== TASK TO CARRY OUT ==
Without changing anything, set down every line shown below.

== GIVEN INFORMATION ==
>>>

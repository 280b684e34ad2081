use std::sync::Arc;

use axum::{body::Bytes, http::HeaderMap, http::StatusCode, Extension, Json};
use chrono::Utc;
use schemars::JsonSchema;
use serde::Serialize;

use crate::{
    cache::CorrelationCache,
    types::{AppError, Environment},
    webhook::{build_kyc_update, enables_trading, verify_signature, WebhookPayload},
};
use kyc_storage::user::UserStorage;

/// Header carrying the hex-encoded HMAC-SHA256 of the raw body
pub const SIGNATURE_HEADER: &str = "x-didit-signature";

#[derive(Debug, Serialize, JsonSchema)]
pub struct WebhookAck {
    pub received: bool,
}

/// Receives a provider callback.
///
/// The signature is verified over the exact raw body bytes before anything
/// is parsed. After that gate, the receiver always acks with 200 — a
/// processing failure here must not push the provider into a redelivery
/// storm, and redelivery of a processed callback is safe because every
/// update is a full overwrite keyed by `vendor_data`.
///
/// # Errors
///
/// - `401 invalid_signature` - Missing secret, missing header, or a
///   signature that does not match the body
pub async fn receive(
    Extension(environment): Extension<Environment>,
    Extension(user_storage): Extension<Arc<UserStorage>>,
    Extension(correlation_cache): Extension<Option<Arc<CorrelationCache>>>,
    headers: HeaderMap,
    body: Bytes,
) -> Result<Json<WebhookAck>, AppError> {
    let invalid_signature = || {
        AppError::new(
            StatusCode::UNAUTHORIZED,
            "invalid_signature",
            "Invalid webhook signature",
            false,
        )
    };

    let Some(secret) = environment.webhook_secret() else {
        tracing::error!("Webhook received but no signing secret is configured");
        return Err(invalid_signature());
    };

    let signature = headers
        .get(SIGNATURE_HEADER)
        .and_then(|value| value.to_str().ok())
        .ok_or_else(invalid_signature)?;

    if !verify_signature(secret.as_bytes(), &body, signature) {
        tracing::warn!("Webhook signature mismatch");
        return Err(invalid_signature());
    }

    // Authenticated from here on: every outcome acks with 200
    let payload: WebhookPayload = match serde_json::from_slice(&body) {
        Ok(payload) => payload,
        Err(e) => {
            tracing::error!("Unparseable webhook payload: {e}");
            return Ok(Json(WebhookAck { received: true }));
        }
    };

    if let Err(e) = process(&payload, &user_storage, correlation_cache.as_deref()).await {
        tracing::error!(
            session_id = %payload.session_id,
            user_id = %payload.vendor_data,
            "Webhook processing failed: {e}"
        );
    }

    Ok(Json(WebhookAck { received: true }))
}

/// Reconciles a verified callback into local state.
///
/// Cache interactions are best-effort throughout; only the user-row update
/// itself propagates an error (and that error is still swallowed into a
/// 200 by the caller).
async fn process(
    payload: &WebhookPayload,
    user_storage: &UserStorage,
    correlation_cache: Option<&CorrelationCache>,
) -> anyhow::Result<()> {
    if let Some(cache) = correlation_cache {
        match cache.get_session(&payload.session_id).await {
            Ok(Some(entry)) => {
                if entry.user_id == payload.vendor_data {
                    tracing::debug!(
                        correlation_id = %entry.correlation_id,
                        "Webhook correlated to cached session"
                    );
                } else {
                    tracing::warn!(
                        cached = %entry.user_id,
                        vendor_data = %payload.vendor_data,
                        "Cached correlation disagrees with vendor_data; trusting vendor_data"
                    );
                }
            }
            Ok(None) => {
                tracing::debug!(
                    session_id = %payload.session_id,
                    "No correlation entry for session (expired or never cached)"
                );
            }
            Err(e) => tracing::warn!("Correlation cache lookup failed: {e}"),
        }
    }

    if let Some(update) = build_kyc_update(payload, Utc::now().timestamp()) {
        user_storage
            .apply_kyc_update(&payload.vendor_data, &update)
            .await?;
    }

    if payload.status.is_terminal() {
        if let Some(cache) = correlation_cache {
            if let Err(e) = cache.delete_session(&payload.session_id).await {
                tracing::warn!("Failed to drop correlation entry: {e}");
            }
        }
    }

    if enables_trading(payload) {
        // Best-effort side effect: never blocks the ack
        if let Err(e) = user_storage.set_trading_enabled(&payload.vendor_data).await {
            tracing::error!(
                user_id = %payload.vendor_data,
                "Failed to enable trading after approval: {e}"
            );
        }
    }

    Ok(())
}
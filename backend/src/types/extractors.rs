//! Custom extractors for request validation

use aide::operation::OperationInput;
use aide::OperationOutput;
use axum::{
    extract::{rejection::JsonRejection, FromRequest, Request},
    Json,
};
use schemars::JsonSchema;
use validator::{Validate, ValidationErrors};

use crate::types::error::AppError;

/// Custom JSON extractor that validates the payload and reports every
/// failing field, not just the first one
pub struct ValidatedJson<T>(pub T);

impl<T, S> FromRequest<S> for ValidatedJson<T>
where
    T: serde::de::DeserializeOwned + Validate + JsonSchema,
    S: Send + Sync,
{
    type Rejection = AppError;

    async fn from_request(req: Request, state: &S) -> Result<Self, Self::Rejection> {
        // First extract JSON
        let Json(payload) = Json::<T>::from_request(req, state)
            .await
            .map_err(|err| match err {
                JsonRejection::MissingJsonContentType(_) => AppError::new(
                    axum::http::StatusCode::BAD_REQUEST,
                    "invalid_content_type",
                    "Missing Content-Type: application/json header",
                    false,
                ),
                _ => AppError::new(
                    axum::http::StatusCode::BAD_REQUEST,
                    "invalid_json",
                    "Invalid JSON payload",
                    false,
                ),
            })?;

        // Then validate
        payload
            .validate()
            .map_err(|errors| AppError::validation(flatten_errors(&errors)))?;

        Ok(Self(payload))
    }
}

/// Flattens validator's error tree into `field: code` strings
fn flatten_errors(errors: &ValidationErrors) -> Vec<String> {
    let mut details: Vec<String> = errors
        .field_errors()
        .iter()
        .flat_map(|(field, field_errors)| {
            field_errors.iter().map(move |error| {
                let reason = error
                    .message
                    .as_ref()
                    .map_or_else(|| error.code.to_string(), ToString::to_string);
                format!("{field}: {reason}")
            })
        })
        .collect();
    details.sort();
    details
}

impl<T> OperationInput for ValidatedJson<T>
where
    T: JsonSchema,
{
    fn operation_input(
        ctx: &mut aide::generate::GenContext,
        operation: &mut aide::openapi::Operation,
    ) {
        // Delegate to Json<T>'s implementation since ValidatedJson has the same structure
        Json::<T>::operation_input(ctx, operation);
    }

    fn inferred_early_responses(
        ctx: &mut aide::generate::GenContext,
        operation: &mut aide::openapi::Operation,
    ) -> Vec<(Option<u16>, aide::openapi::Response)> {
        // Document validation error responses
        AppError::inferred_responses(ctx, operation)
    }
}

<<<

== EXPECTED ANSWER ==
repository 280b684e34ad2081
use std::sync::Arc;

use axum::{body::Bytes, http::HeaderMap, http::StatusCode, Extension, Json};
use chrono::Utc;
use schemars::JsonSchema;
use serde::Serialize;

use crate::{
    cache::CorrelationCache,
    types::{AppError, Environment},
    webhook::{build_kyc_update, enables_trading, verify_signature, WebhookPayload},
};
use kyc_storage::user::UserStorage;

/// Header carrying the hex-encoded HMAC-SHA256 of the raw body
pub const SIGNATURE_HEADER: &str = "x-didit-signature";

#[derive(Debug, Serialize, JsonSchema)]
pub struct WebhookAck {
    pub received: bool,
}

/// Receives a provider callback.
///
/// The signature is verified over the exact raw body bytes before anything
/// is parsed. After that gate, the receiver always acks with 200 — a
/// processing failure here must not push the provider into a redelivery
/// storm, and redelivery of a processed callback is safe because every
/// update is a full overwrite keyed by `vendor_data`.
///
/// # Errors
///
/// - `401 invalid_signature` - Missing secret, missing header, or a
///   signature that does not match the body
pub async fn receive(
    Extension(environment): Extension<Environment>,
    Extension(user_storage): Extension<Arc<UserStorage>>,
    Extension(correlation_cache): Extension<Option<Arc<CorrelationCache>>>,
    headers: HeaderMap,
    body: Bytes,
) -> Result<Json<WebhookAck>, AppError> {
    let invalid_signature = || {
        AppError::new(
            StatusCode::UNAUTHORIZED,
            "invalid_signature",
            "Invalid webhook signature",
            false,
        )
    };

    let Some(secret) = environment.webhook_secret() else {
        tracing::error!("Webhook received but no signing secret is configured");
        return Err(invalid_signature());
    };

    let signature = headers
        .get(SIGNATURE_HEADER)
        .and_then(|value| value.to_str().ok())
        .ok_or_else(invalid_signature)?;

    if !verify_signature(secret.as_bytes(), &body, signature) {
        tracing::warn!("Webhook signature mismatch");
        return Err(invalid_signature());
    }

    // Authenticated from here on: every outcome acks with 200
    let payload: WebhookPayload = match serde_json::from_slice(&body) {
        Ok(payload) => payload,
        Err(e) => {
            tracing::error!("Unparseable webhook payload: {e}");
            return Ok(Json(WebhookAck { received: true }));
        }
    };

    if let Err(e) = process(&payload, &user_storage, correlation_cache.as_deref()).await {
        tracing::error!(
            session_id = %payload.session_id,
            user_id = %payload.vendor_data,
            "Webhook processing failed: {e}"
        );
    }

    Ok(Json(WebhookAck { received: true }))
}

/// Reconciles a verified callback into local state.
///
/// Cache interactions are best-effort throughout; only the user-row update
/// itself propagates an error (and that error is still swallowed into a
/// 200 by the caller).
async fn process(
    payload: &WebhookPayload,
    user_storage: &UserStorage,
    correlation_cache: Option<&CorrelationCache>,
) -> anyhow::Result<()> {
    if let Some(cache) = correlation_cache {
        match cache.get_session(&payload.session_id).await {
            Ok(Some(entry)) => {
                if entry.user_id == payload.vendor_data {
                    tracing::debug!(
                        correlation_id = %entry.correlation_id,
                        "Webhook correlated to cached session"
                    );
                } else {
                    tracing::warn!(
                        cached = %entry.user_id,
                        vendor_data = %payload.vendor_data,
                        "Cached correlation disagrees with vendor_data; trusting vendor_data"
                    );
                }
            }
            Ok(None) => {
                tracing::debug!(
                    session_id = %payload.session_id,
                    "No correlation entry for session (expired or never cached)"
                );
            }
            Err(e) => tracing::warn!("Correlation cache lookup failed: {e}"),
        }
    }

    if let Some(update) = build_kyc_update(payload, Utc::now().timestamp()) {
        user_storage
            .apply_kyc_update(&payload.vendor_data, &update)
            .await?;
    }

    if payload.status.is_terminal() {
        if let Some(cache) = correlation_cache {
            if let Err(e) = cache.delete_session(&payload.session_id).await {
                tracing::warn!("Failed to drop correlation entry: {e}");
            }
        }
    }

    if enables_trading(payload) {
        // Best-effort side effect: never blocks the ack
        if let Err(e) = user_storage.set_trading_enabled(&payload.vendor_data).await {
            tracing::error!(
                user_id = %payload.vendor_data,
                "Failed to enable trading after approval: {e}"
            );
        }
    }

    Ok(())
}
filename backend/src/types/extractors.rs
//! Custom extractors for request validation

use aide::operation::OperationInput;
use aide::OperationOutput;
use axum::{
    extract::{rejection::JsonRejection, FromRequest, Request},
    Json,
};
use schemars::JsonSchema;
use validator::{Validate, ValidationErrors};

use crate::types::error::AppError;

/// Custom JSON extractor that validates the payload and reports every
/// failing field, not just the first one
pub struct ValidatedJson<T>(pub T);

impl<T, S> FromRequest<S> for ValidatedJson<T>
where
    T: serde::de::DeserializeOwned + Validate + JsonSchema,
    S: Send + Sync,
{
    type Rejection = AppError;

    async fn from_request(req: Request, state: &S) -> Result<Self, Self::Rejection> {
        // First extract JSON
        let Json(payload) = Json::<T>::from_request(req, state)
            .await
            .map_err(|err| match err {
                JsonRejection::MissingJsonContentType(_) => AppError::new(
                    axum::http::StatusCode::BAD_REQUEST,
                    "invalid_content_type",
                    "Missing Content-Type: application/json header",
                    false,
                ),
                _ => AppError::new(
                    axum::http::StatusCode::BAD_REQUEST,
                    "invalid_json",
                    "Invalid JSON payload",
                    false,
                ),
            })?;

        // Then validate
        payload
            .validate()
            .map_err(|errors| AppError::validation(flatten_errors(&errors)))?;

        Ok(Self(payload))
    }
}

/// Flattens validator's error tree into `field: code` strings
fn flatten_errors(errors: &ValidationErrors) -> Vec<String> {
    let mut details: Vec<String> = errors
        .field_errors()
        .iter()
        .flat_map(|(field, field_errors)| {
            field_errors.iter().map(move |error| {
                let reason = error
                    .message
                    .as_ref()
                    .map_or_else(|| error.code.to_string(), ToString::to_string);
                format!("{field}: {reason}")
            })
        })
        .collect();
    details.sort();
    details
}

impl<T> OperationInput for ValidatedJson<T>
where
    T: JsonSchema,
{
    fn operation_input(
        ctx: &mut aide::generate::GenContext,
        operation: &mut aide::openapi::Operation,
    ) {
        // Delegate to Json<T>'s implementation since ValidatedJson has the same structure
        Json::<T>::operation_input(ctx, operation);
    }

    fn inferred_early_responses(
        ctx: &mut aide::generate::GenContext,
        operation: &mut aide::openapi::Operation,
    ) -> Vec<(Option<u16>, aide::openapi::Response)> {
        // Document validation error responses
        AppError::inferred_responses(ctx, operation)
    }
}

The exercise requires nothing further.